I too have got some strange looks. Mostly I get comments from my family like "you know thats why her legs are bowed, right?" or "she is so attached to you" (like that is a bad thing... i finally said "oh, you think we have a good attachment? well thank you!" ...I didnt hear that one again).

Also as soon as we get into my MIL house, the first thing she says is "why dont you put her down!". She also says things like, "it looks so weird when people carry their kids that are 2 years old, their legs are so long and are just dangling there." I secrectly think she regrets not carrying her kids more.

Its funny, all the rude comments come from family and all the positive comments come from strangers.


----------



## mleawicks (Feb 4, 2012)

Quote:


> Originally Posted by *darbycrash*
> 
> Sometimes I think it's like some kind of defensive baggage other people have. I used to get that when people would find out I was a vegetarian. They'd have to tell me why they weren't. Now they have to tell me why they can't wear their babies or would never. Some days I just want to yell, " I DIDN'T ASK! I DON'T CARE!"

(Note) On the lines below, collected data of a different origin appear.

//! Resilient subscriber client.
//!
//! [`SubscriberClient`] owns a driver task running the connect state machine:
//! connect, hello handshake, resubscribe, read loop, reconnect with
//! exponential backoff and jitter. Each [`Subscription`] is a lazy sequence
//! of events; on reconnect the client resumes from the subscription's last
//! confirmed seq and dedups across the promotion window, so a consumer sees
//! every seq at most once, in order.

mod backoff;
mod client;
mod config;
mod subscription;

pub use client::{ClientError, SubscriberClient};
pub use config::{ClientConfig, SubscribeOptions};
pub use subscription::{Subscription, SubscriptionItem};
//! End-to-end run lifecycle: a producer streams through the run manager,
//! live subscribers watch the run stream, and commits land in the thread
//! transcript with fork supersession preserving every branch.

use skein_client::{ClientConfig, SubscribeOptions, SubscriberClient, SubscriptionItem};
use skein_core::{Role, RunStatus, SequentialGenerator, StreamEvent};
use skein_engine::{build_context, ContextOptions};
use skein_ledger::{BeginRunOptions, Branch, LedgerStore};
use skein_runtime::{RunManager, RunOutcome};
use skein_server::{FanoutConfig, FanoutHub, FanoutListener};
use skein_store::EventStore;
use std::sync::Arc;
use std::time::Duration;
use tokio::sync::Mutex;

struct Harness {
    ledger: Arc<Mutex<LedgerStore>>,
    manager: RunManager,
    addr: std::net::SocketAddr,
    _server_task: tokio::task::JoinHandle<()>,
}

async fn harness() -> Harness {
    let events = Arc::new(Mutex::new(EventStore::open_in_memory().unwrap()));
    let ledger = Arc::new(Mutex::new(
        LedgerStore::open_in_memory()
            .unwrap()
            .with_id_generator(Box::new(SequentialGenerator::new("run-"))),
    ));
    let hub = FanoutHub::new(events.clone(), FanoutConfig::default());
    let manager = RunManager::new(events, ledger.clone())
        .with_fanout(hub.clone())
        .with_id_generator(Box::new(SequentialGenerator::new("msg-")));

    let listener = FanoutListener::bind("127.0.0.1:0", hub).await.unwrap();
    let addr = listener.local_addr().unwrap();
    let server_task = tokio::spawn(listener.run());
    tokio::time::sleep(Duration::from_millis(20)).await;

    Harness {
        ledger,
        manager,
        addr,
        _server_task: server_task,
    }
}

fn text(s: &str) -> StreamEvent {
    StreamEvent::TextDelta { delta: s.to_owned() }
}

#[tokio::test]
async fn live_subscriber_follows_a_producing_run() {
    let h = harness().await;
    let run = h
        .manager
        .begin_run(&BeginRunOptions {
            thread_id: "t1".to_owned(),
            fork_from_message_id: None,
        })
        .await
        .unwrap();

    let client = SubscriberClient::connect(format!("ws://{}", h.addr), ClientConfig::default());
    let mut subscription = client
        .subscribe(&run.stream_id, SubscribeOptions::default())
        .await
        .unwrap();
    match tokio::time::timeout(Duration::from_secs(5), subscription.next())
        .await
        .unwrap()
        .unwrap()
    {
        SubscriptionItem::Promoted { last_replay_seq, .. } => assert_eq!(last_replay_seq, 0),
        other => panic!("expected promotion, got {other:?}"),
    }

    // The producer streams; the subscriber sees every event live.
    h.manager
        .append_events(&run.run_id, &[StreamEvent::StepStart, text("hel")])
        .await
        .unwrap();
    h.manager
        .append_events(&run.run_id, &[text("lo"), StreamEvent::StepEnd])
        .await
        .unwrap();

    for expected in 1u64..=4 {
        match tokio::time::timeout(Duration::from_secs(5), subscription.next())
            .await
            .unwrap()
            .unwrap()
        {
            SubscriptionItem::Event(event) => assert_eq!(event.seq, expected),
            other => panic!("expected event {expected}, got {other:?}"),
        }
    }

    let result = h
        .manager
        .finalize_run(&run.run_id, RunOutcome::Committed)
        .await
        .unwrap();
    assert!(result.committed);

    let transcript = h
        .ledger
        .lock()
        .await
        .get_transcript("t1", &Branch::Active)
        .unwrap();
    assert_eq!(transcript.len(), 1);
    assert_eq!(transcript[0].role, Role::Assistant);

    client.close();
}

#[tokio::test]
async fn competing_fork_commits_preserve_both_branches() {
    let h = harness().await;

    // Seed the thread with a root user turn so the forks have a real parent.
    let root = h
        .manager
        .begin_run(&BeginRunOptions {
            thread_id: "t1".to_owned(),
            fork_from_message_id: None,
        })
        .await
        .unwrap();
    h.manager
        .append_events(&root.run_id, &[text("what is 2+2?"), StreamEvent::StepEnd])
        .await
        .unwrap();
    h.manager
        .finalize_run(&root.run_id, RunOutcome::Committed)
        .await
        .unwrap();
    let root_message_id = h
        .ledger
        .lock()
        .await
        .get_transcript("t1", &Branch::Active)
        .unwrap()[0]
        .id
        .clone();

    // Two generation attempts at the same fork point.
    let fork = BeginRunOptions {
        thread_id: "t1".to_owned(),
        fork_from_message_id: Some(root_message_id.clone()),
    };
    let first = h.manager.begin_run(&fork).await.unwrap();
    h.manager
        .append_events(&first.run_id, &[text("it is 5"), StreamEvent::StepEnd])
        .await
        .unwrap();
    h.manager
        .finalize_run(&first.run_id, RunOutcome::Committed)
        .await
        .unwrap();

    let second = h.manager.begin_run(&fork).await.unwrap();
    h.manager
        .append_events(&second.run_id, &[text("it is 4"), StreamEvent::StepEnd])
        .await
        .unwrap();
    let result = h
        .manager
        .finalize_run(&second.run_id, RunOutcome::Committed)
        .await
        .unwrap();
    assert!(result.committed);
    assert_eq!(result.superseded_run_ids, vec![first.run_id.clone()]);

    let ledger = h.ledger.lock().await;
    let statuses: Vec<RunStatus> = ledger
        .list_runs("t1")
        .unwrap()
        .iter()
        .map(|r| r.status)
        .collect();
    assert_eq!(
        statuses,
        vec![RunStatus::Committed, RunStatus::Superseded, RunStatus::Committed]
    );

    // Both branches live in the tree; the active path takes the newer one.
    let all = ledger.get_transcript("t1", &Branch::All).unwrap();
    assert_eq!(all.len(), 3);
    let active = ledger.get_transcript("t1", &Branch::Active).unwrap();
    assert_eq!(active.len(), 2);
    match &active[1].parts[0] {
        skein_core::CanonicalPart::Text { text } => assert_eq!(text, "it is 4"),
        other => panic!("expected text part, got {other:?}"),
    }

    let tree = ledger.get_thread_tree("t1").unwrap();
    assert_eq!(tree.fork_points.len(), 1);
    assert_eq!(tree.fork_points[0].fork_message_id, root_message_id);
    assert_eq!(tree.fork_points[0].children.len(), 2);
}

#[tokio::test]
async fn context_builder_reads_the_active_branch() {
    let h = harness().await;
    let run = h
        .manager
        .begin_run(&BeginRunOptions {
            thread_id: "t1".to_owned(),
            fork_from_message_id: None,
        })
        .await
        .unwrap();
    h.manager
        .append_events(
            &run.run_id,
            &[
                StreamEvent::Reasoning { text: "easy one".to_owned() },
                text("four"),
                StreamEvent::StepEnd,
            ],
        )
        .await
        .unwrap();
    h.manager
        .finalize_run(&run.run_id, RunOutcome::Committed)
        .await
        .unwrap();

    let ledger = h.ledger.lock().await;
    let context = build_context(
        &ledger,
        "t1",
        &ContextOptions {
            include_reasoning: false,
            ..ContextOptions::default()
        },
    )
    .unwrap();
    assert_eq!(context.provenance.message_count, 1);
    assert_eq!(context.messages[0].parts.len(), 1);
    assert_eq!(context.provenance.thread_id, "t1");
}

Oh WOW you too. people are always telling me why they eat meat. I think sooo I didn't ask you to justify yourself for eating something I don't. Gee I don't justify eating a vegetable that most people hate. I just eat it.


----------



## mleawicks (Feb 4, 2012)

Quote:


> Originally Posted by *humboldtorganic*
> 
> I too have got some strange looks. Mostly I get comments from my family like "you know thats why her legs are bowed, right?" or "she is so attached to you" (like that is a bad thing... i finally said "oh, you think we have a good attachment? well thank you!" ...I didnt hear that one again).
> 
> ...


I remember my sibs saying not to carry there kids when they wanted to be held. oh the insecurities in my family........how much better they would all be if someone had held them when they needed it.


----------



## mleawicks (Feb 4, 2012)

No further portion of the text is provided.